Problem description: From the entries below, please output exactly the lines starting at the one containing "url = Some(inner);" and ending at the one containing "and no content.", both included.
(Dataset extract Opens)
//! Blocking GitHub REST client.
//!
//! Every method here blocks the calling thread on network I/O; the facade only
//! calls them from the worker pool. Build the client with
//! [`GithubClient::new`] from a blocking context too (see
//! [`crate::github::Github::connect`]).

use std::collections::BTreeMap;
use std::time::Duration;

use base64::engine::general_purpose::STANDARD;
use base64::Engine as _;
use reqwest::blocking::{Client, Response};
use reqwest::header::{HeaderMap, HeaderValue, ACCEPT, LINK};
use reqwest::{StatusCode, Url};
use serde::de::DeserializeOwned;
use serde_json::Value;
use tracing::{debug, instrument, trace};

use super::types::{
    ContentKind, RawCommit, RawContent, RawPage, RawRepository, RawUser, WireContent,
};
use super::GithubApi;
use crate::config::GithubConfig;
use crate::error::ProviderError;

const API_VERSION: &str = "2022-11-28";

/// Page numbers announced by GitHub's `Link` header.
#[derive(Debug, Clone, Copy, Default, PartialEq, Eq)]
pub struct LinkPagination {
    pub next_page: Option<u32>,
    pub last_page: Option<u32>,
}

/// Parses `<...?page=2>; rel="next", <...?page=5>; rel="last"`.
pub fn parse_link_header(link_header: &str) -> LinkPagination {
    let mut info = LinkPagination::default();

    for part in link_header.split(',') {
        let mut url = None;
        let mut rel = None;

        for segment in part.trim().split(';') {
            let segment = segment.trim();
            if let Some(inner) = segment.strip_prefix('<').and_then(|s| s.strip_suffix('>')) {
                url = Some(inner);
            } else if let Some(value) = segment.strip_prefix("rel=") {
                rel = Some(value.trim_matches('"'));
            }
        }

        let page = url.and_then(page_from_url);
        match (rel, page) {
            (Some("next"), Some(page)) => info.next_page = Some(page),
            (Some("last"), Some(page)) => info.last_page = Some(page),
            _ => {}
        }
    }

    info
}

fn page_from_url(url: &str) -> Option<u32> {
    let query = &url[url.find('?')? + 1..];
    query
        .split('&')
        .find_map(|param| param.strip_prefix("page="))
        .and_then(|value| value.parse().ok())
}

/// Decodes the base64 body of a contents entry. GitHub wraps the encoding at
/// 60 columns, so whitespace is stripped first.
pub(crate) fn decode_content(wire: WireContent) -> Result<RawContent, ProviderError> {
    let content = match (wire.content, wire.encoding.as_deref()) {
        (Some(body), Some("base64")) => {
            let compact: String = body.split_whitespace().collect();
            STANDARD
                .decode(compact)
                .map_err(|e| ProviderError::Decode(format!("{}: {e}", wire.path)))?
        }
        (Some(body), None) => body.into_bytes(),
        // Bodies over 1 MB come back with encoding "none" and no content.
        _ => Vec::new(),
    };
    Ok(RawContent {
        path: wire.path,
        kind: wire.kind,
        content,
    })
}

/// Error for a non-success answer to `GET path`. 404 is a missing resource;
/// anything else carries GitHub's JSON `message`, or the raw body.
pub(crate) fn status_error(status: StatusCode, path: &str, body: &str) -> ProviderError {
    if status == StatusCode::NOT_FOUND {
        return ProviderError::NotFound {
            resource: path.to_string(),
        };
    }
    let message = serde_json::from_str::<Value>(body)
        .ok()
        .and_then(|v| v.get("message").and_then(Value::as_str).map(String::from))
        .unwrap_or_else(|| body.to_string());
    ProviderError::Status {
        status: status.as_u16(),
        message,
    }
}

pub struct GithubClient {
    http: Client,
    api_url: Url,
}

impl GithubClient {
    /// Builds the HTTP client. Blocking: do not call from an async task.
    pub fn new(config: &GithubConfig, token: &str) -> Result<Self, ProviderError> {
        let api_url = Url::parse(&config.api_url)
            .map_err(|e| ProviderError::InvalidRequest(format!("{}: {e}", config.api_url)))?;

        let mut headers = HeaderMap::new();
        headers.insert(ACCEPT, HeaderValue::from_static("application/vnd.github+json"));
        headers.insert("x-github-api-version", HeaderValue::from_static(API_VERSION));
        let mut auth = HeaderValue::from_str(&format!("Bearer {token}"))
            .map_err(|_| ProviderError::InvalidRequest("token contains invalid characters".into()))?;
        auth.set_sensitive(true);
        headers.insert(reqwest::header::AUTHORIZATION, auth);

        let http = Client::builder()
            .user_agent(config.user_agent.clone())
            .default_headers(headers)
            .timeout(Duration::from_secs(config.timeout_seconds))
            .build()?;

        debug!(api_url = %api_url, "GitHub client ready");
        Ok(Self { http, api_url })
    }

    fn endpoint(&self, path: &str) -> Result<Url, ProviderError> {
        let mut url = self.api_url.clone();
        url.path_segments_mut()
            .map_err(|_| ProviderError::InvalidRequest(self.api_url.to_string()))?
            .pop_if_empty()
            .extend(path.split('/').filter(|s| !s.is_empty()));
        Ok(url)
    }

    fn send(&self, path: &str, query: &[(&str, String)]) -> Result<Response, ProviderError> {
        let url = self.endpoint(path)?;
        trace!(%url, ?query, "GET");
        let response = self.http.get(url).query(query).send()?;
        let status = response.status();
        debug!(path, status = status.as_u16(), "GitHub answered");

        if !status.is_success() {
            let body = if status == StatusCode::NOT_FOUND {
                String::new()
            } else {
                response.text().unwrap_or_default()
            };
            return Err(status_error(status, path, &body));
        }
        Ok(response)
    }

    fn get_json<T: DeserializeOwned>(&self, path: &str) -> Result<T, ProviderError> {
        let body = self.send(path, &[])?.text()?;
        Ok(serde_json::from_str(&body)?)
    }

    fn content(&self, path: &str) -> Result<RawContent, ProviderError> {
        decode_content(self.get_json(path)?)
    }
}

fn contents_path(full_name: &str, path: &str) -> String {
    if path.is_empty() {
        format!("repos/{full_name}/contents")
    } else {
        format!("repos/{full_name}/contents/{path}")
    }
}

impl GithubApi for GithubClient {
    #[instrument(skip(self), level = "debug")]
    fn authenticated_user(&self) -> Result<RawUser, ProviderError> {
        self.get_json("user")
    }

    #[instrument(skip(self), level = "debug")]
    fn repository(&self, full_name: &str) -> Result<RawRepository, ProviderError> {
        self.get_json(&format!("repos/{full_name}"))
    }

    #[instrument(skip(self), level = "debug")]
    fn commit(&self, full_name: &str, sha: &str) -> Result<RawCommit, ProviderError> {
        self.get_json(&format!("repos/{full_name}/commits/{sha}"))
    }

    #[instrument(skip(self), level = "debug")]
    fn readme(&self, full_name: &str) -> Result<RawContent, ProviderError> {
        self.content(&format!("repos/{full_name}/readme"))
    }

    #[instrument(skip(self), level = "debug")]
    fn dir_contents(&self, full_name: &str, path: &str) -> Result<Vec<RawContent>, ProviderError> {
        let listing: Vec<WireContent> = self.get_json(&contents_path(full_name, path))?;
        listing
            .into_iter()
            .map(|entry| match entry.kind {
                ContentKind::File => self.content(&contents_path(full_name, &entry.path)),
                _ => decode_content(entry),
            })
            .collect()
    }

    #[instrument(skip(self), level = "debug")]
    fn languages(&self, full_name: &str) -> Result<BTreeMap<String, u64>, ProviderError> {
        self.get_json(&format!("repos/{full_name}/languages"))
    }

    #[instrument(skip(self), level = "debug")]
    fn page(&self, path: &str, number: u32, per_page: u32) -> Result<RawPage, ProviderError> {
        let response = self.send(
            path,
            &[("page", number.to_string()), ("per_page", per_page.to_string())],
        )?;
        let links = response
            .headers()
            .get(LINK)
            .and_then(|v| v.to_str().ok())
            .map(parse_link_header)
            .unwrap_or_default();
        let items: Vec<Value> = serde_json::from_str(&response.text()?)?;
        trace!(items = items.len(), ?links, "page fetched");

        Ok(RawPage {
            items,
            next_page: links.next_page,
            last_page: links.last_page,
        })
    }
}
(Dataset extract Closes)
(Dataset extract Opens)
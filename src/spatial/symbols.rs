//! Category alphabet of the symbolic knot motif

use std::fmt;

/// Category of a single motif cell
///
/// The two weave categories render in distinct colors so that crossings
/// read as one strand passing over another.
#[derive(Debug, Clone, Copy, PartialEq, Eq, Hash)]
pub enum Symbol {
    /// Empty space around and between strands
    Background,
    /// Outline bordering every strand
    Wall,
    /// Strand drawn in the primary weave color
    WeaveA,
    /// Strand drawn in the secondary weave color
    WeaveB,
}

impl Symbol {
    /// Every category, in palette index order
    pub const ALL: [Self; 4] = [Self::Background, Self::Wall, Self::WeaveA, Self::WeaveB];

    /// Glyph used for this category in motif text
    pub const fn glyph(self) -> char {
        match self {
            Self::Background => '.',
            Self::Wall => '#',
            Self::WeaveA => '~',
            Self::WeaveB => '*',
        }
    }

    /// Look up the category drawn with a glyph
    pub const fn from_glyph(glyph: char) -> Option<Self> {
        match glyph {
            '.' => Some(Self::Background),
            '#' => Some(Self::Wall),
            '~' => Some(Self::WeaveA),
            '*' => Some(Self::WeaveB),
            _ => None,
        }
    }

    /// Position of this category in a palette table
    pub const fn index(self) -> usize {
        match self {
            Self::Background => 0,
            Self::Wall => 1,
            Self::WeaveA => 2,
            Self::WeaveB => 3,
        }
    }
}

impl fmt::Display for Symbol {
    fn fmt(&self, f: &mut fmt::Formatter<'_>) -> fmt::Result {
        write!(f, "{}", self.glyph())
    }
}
(Dataset extract Closes)
Output of the task:
                url = Some(inner);
            } else if let Some(value) = segment.strip_prefix("rel=") {
                rel = Some(value.trim_matches('"'));
            }
        }

        let page = url.and_then(page_from_url);
        match (rel, page) {
            (Some("next"), Some(page)) => info.next_page = Some(page),
            (Some("last"), Some(page)) => info.last_page = Some(page),
            _ => {}
        }
    }

    info
}

fn page_from_url(url: &str) -> Option<u32> {
    let query = &url[url.find('?')? + 1..];
    query
        .split('&')
        .find_map(|param| param.strip_prefix("page="))
        .and_then(|value| value.parse().ok())
}

/// Decodes the base64 body of a contents entry. GitHub wraps the encoding at
/// 60 columns, so whitespace is stripped first.
pub(crate) fn decode_content(wire: WireContent) -> Result<RawContent, ProviderError> {
    let content = match (wire.content, wire.encoding.as_deref()) {
        (Some(body), Some("base64")) => {
            let compact: String = body.split_whitespace().collect();
            STANDARD
                .decode(compact)
                .map_err(|e| ProviderError::Decode(format!("{}: {e}", wire.path)))?
        }
        (Some(body), None) => body.into_bytes(),
        // Bodies over 1 MB come back with encoding "none" and no content.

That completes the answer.